■ WHAT IS EXPECTED
Find the word "StackError" in the listing; pull out each line holding it.
────────
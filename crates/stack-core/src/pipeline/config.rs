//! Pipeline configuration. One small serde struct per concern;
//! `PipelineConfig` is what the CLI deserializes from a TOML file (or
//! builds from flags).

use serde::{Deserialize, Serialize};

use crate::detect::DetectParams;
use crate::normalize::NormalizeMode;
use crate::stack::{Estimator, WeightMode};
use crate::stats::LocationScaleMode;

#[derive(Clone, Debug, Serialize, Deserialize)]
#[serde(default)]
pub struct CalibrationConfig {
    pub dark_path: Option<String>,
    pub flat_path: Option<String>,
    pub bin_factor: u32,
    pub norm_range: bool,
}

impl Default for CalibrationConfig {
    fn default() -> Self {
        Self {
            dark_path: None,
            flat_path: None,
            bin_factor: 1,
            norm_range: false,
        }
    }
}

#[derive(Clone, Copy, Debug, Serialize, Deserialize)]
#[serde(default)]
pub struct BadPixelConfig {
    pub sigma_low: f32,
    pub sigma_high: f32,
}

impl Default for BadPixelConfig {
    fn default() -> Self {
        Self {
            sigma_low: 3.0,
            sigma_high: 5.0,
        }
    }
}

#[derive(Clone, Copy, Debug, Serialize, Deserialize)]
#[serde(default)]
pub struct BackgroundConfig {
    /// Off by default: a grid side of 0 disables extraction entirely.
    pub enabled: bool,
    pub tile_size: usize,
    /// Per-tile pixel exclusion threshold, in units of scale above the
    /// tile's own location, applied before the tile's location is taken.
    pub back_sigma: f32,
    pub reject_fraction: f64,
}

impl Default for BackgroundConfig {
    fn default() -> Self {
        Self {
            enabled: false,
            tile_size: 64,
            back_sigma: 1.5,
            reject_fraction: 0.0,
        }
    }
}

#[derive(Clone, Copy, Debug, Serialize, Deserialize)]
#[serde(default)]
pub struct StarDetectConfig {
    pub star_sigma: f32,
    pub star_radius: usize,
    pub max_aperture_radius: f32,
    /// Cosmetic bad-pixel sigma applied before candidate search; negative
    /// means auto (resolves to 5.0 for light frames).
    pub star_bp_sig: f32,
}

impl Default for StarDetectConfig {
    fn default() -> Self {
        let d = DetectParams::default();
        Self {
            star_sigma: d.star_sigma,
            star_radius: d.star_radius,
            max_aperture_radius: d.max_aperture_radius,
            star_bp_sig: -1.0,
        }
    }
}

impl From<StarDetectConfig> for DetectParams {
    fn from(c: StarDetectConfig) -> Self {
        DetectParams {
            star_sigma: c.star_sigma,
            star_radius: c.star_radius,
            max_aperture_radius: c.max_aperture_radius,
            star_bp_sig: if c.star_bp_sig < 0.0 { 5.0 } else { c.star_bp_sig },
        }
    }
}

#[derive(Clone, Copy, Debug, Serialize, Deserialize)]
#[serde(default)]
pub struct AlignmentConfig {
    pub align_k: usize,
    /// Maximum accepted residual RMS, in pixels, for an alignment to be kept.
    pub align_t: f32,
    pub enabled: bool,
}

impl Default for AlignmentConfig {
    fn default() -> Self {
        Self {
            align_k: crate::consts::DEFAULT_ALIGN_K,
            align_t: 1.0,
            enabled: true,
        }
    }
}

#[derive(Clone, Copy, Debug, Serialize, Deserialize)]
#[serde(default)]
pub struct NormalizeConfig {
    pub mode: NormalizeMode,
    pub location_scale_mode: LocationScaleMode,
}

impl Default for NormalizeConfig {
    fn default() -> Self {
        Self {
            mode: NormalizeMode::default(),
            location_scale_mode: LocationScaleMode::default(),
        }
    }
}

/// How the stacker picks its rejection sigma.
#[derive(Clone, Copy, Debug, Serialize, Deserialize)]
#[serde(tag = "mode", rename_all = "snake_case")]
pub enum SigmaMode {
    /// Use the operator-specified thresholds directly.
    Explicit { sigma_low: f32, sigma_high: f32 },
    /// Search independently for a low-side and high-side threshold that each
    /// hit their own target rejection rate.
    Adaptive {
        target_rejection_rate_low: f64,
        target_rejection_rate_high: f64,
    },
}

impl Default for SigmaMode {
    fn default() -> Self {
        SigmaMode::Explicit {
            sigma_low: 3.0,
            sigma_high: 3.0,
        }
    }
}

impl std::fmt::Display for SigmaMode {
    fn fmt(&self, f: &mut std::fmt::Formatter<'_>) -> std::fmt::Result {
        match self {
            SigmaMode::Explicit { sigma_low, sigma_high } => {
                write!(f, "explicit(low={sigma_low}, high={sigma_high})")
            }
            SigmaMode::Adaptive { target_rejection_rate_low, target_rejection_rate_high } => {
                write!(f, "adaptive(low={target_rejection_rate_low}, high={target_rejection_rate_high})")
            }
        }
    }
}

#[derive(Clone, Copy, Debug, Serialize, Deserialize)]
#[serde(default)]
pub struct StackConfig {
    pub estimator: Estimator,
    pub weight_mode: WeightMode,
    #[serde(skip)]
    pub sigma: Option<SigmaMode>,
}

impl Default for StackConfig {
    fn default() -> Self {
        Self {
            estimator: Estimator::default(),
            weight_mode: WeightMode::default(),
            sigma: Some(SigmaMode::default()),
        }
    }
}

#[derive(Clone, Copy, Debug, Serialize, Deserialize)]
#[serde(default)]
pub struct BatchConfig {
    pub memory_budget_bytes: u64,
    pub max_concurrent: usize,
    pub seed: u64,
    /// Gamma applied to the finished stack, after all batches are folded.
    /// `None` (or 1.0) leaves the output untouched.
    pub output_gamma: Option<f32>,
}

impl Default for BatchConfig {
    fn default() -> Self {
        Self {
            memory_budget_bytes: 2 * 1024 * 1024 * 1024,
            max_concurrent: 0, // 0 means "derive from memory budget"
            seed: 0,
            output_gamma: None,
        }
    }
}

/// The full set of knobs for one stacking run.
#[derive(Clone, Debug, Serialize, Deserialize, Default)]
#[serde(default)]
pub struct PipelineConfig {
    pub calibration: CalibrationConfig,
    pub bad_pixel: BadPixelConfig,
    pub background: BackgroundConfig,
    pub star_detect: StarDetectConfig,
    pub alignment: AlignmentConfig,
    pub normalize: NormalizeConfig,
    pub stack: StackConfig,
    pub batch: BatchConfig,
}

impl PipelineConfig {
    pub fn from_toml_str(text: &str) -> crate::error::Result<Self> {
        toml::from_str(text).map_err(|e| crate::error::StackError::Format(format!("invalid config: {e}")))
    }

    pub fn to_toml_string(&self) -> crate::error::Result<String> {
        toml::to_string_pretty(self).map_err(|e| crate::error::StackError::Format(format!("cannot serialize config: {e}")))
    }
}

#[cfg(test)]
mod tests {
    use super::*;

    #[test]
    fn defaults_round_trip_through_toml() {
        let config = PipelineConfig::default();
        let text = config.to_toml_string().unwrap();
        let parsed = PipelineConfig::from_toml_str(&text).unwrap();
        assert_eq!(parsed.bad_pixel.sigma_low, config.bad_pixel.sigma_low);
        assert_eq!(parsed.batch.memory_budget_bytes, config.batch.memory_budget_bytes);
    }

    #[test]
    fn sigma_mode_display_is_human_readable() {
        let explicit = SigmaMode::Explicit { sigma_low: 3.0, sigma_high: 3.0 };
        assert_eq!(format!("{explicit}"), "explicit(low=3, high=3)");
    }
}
────────
■ TASK ANSWER
        toml::from_str(text).map_err(|e| crate::error::StackError::Format(format!("invalid config: {e}")))
        toml::to_string_pretty(self).map_err(|e| crate::error::StackError::Format(format!("cannot serialize config: {e}")))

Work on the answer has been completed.